Just the other day, my brother overdosed and somehow convinced my parents that he has epilepsy.

 I know what you’re thinking– impossible. How? Why? Are you being serious? 

I’m here to tell you that I am. My brother snorted pills for 72 hours straight and it finally caught up with him. Oh, and he somehow lived to tell about it. Way to go, bro!  

My parents went to the grocery store and when they came home they found one of my brother’s friends screaming that my brother had died. 

My parents, being the Bible toting Christians that they are, ran right to his rescue. They called 911 and attempted to get his pulse back. 911 arrived just as my brother started convulsing and foaming at the mouth. Nevertheless, my sweet, innocent, charming brother was able to muster up enough strength to become disorderly with the first responders because he didn’t like them touching his drugs. Ladies and gentlemen, there’s no shame in his game! 

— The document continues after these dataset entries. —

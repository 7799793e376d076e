pub struct Icons;

impl Icons {
    pub const ROCKET: &str = "🚀";
    pub const CHECK: &str = "✅";
    pub const CROSS: &str = "❌";
    pub const WARN: &str = "⚠️";
    pub const INFO: &str = "ℹ️";
    pub const STATS: &str = "📊";
    pub const LINK: &str = "🔗";
    pub const FILE: &str = "📄";
    pub const PACKAGE: &str = "📦";
    pub const DATABASE: &str = "🗄️";
    pub const RULER: &str = "📏";
}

My brother goes into back to back seizures and yet his friend swears that he knew nothing about the drugs he took. The first responders tell my brother’s friend that my brother will die if he continues to withhold the truth, he remained silent. What an awesome friend! 

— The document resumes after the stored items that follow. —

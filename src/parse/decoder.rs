//! Character decoding for string literals
//!
//! Handles doubled quotes, `\\`, `\S\c`, `\X\HH`, `\X2\...\X0\` and
//! `\X4\...\X0\`; code page switches (`\P?\`) are accepted and ignored.

use crate::{Error, Result};

/// Position just past the closing quote of a string whose opening quote ends
/// before `pos`, or `None` if the input ends first.
pub fn skip(data: &[u8], mut pos: usize) -> Option<usize> {
    while let Some(&c) = data.get(pos) {
        pos += 1;
        if c == b'\'' {
            if data.get(pos) == Some(&b'\'') {
                pos += 1;
                continue;
            }
            return Some(pos);
        }
    }
    None
}

/// Decode the content between the quotes of a string literal.
pub fn decode(raw: &[u8]) -> Result<String> {
    let text = match std::str::from_utf8(raw) {
        Ok(s) => s.to_string(),
        Err(_) => raw.iter().map(|b| char::from(*b)).collect(),
    };
    let chars: Vec<char> = text.chars().collect();
    let mut out = String::with_capacity(chars.len());
    let mut i = 0;

    while i < chars.len() {
        let c = chars[i];
        if c == '\'' {
            out.push('\'');
            i += if chars.get(i + 1) == Some(&'\'') { 2 } else { 1 };
            continue;
        }
        if c != '\\' {
            out.push(c);
            i += 1;
            continue;
        }

        let rest: String = chars[i..chars.len().min(i + 4)].iter().collect();
        if rest.starts_with("\\\\") {
            out.push('\\');
            i += 2;
        } else if rest.starts_with("\\S\\") && i + 3 < chars.len() {
            let c = chars[i + 3];
            if !c.is_ascii() {
                return Err(Error::Parse(format!("Invalid \\S\\ escape '{}'", c)));
            }
            out.push(char::from(c as u8 + 128));
            i += 4;
        } else if rest == "\\X2\\" || rest == "\\X4\\" {
            let width = if rest == "\\X2\\" { 4 } else { 8 };
            i += 4;
            let end = find(&chars, i, "\\X0\\")
                .ok_or_else(|| Error::Parse(format!("Unterminated {} escape", rest)))?;
            let hex: String = chars[i..end].iter().collect();
            if hex.len() % width != 0 {
                return Err(Error::Parse(format!("Invalid {} escape '{}'", rest, hex)));
            }
            let units = (0..hex.len())
                .step_by(width)
                .map(|j| u32::from_str_radix(&hex[j..j + width], 16))
                .collect::<std::result::Result<Vec<u32>, _>>()
                .map_err(|_| Error::Parse(format!("Invalid {} escape '{}'", rest, hex)))?;
            if width == 4 {
                let units: Vec<u16> = units.into_iter().map(|u| u as u16).collect();
                for ch in char::decode_utf16(units) {
                    out.push(ch.unwrap_or(char::REPLACEMENT_CHARACTER));
                }
            } else {
                for u in units {
                    out.push(char::from_u32(u).unwrap_or(char::REPLACEMENT_CHARACTER));
                }
            }
            i = end + 4;
        } else if rest.starts_with("\\X\\") && i + 5 <= chars.len() {
            let hex: String = chars[i + 3..i + 5].iter().collect();
            let byte = u8::from_str_radix(&hex, 16)
                .map_err(|_| Error::Parse(format!("Invalid \\X\\ escape '{}'", hex)))?;
            out.push(char::from(byte));
            i += 5;
        } else if rest.starts_with("\\P") && rest.ends_with('\\') && rest.len() == 4 {
            i += 4;
        } else {
            out.push('\\');
            i += 1;
        }
    }
    Ok(out)
}

fn find(chars: &[char], from: usize, needle: &str) -> Option<usize> {
    let needle: Vec<char> = needle.chars().collect();
    chars[from..]
        .windows(needle.len())
        .position(|w| w == needle.as_slice())
        .map(|p| p + from)
}

/// Encode a string as a quoted literal.
pub fn encode(value: &str) -> String {
    let mut out = String::with_capacity(value.len() + 2);
    out.push('\'');
    let mut pending: Vec<u16> = Vec::new();

    let flush = |out: &mut String, pending: &mut Vec<u16>| {
        if pending.is_empty() {
            return;
        }
        out.push_str("\\X2\\");
        for unit in pending.drain(..) {
            out.push_str(&format!("{:04X}", unit));
        }
        out.push_str("\\X0\\");
    };

    for c in value.chars() {
        if (' '..='~').contains(&c) {
            flush(&mut out, &mut pending);
            match c {
                '\'' => out.push_str("''"),
                '\\' => out.push_str("\\\\"),
                _ => out.push(c),
            }
        } else {
            let mut buf = [0u16; 2];
            pending.extend_from_slice(c.encode_utf16(&mut buf));
        }
    }
    flush(&mut out, &mut pending);
    out.push('\'');
    out
}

The first responders were able to pry a baggie of pills from my brother’s hand and use a smart phone app to see what he took. Yay technology! Luckily I’m not a first responder, I don’t know if I’d have been so quick to help people that didn’t want help. Keeping it real, y’all! 

He was then transported to the hospital. Once the doctors were able to bring him back to reality, my brother told my parents that he didn’t take any drugs and this was all a misunderstanding. Although there was concrete evidence to say otherwise, my parents have chosen to believe my brother. They are even taking him for additional testing to confirm an epilepsy diagnosis. What wonderful Christians! I’m looking forward to visiting never.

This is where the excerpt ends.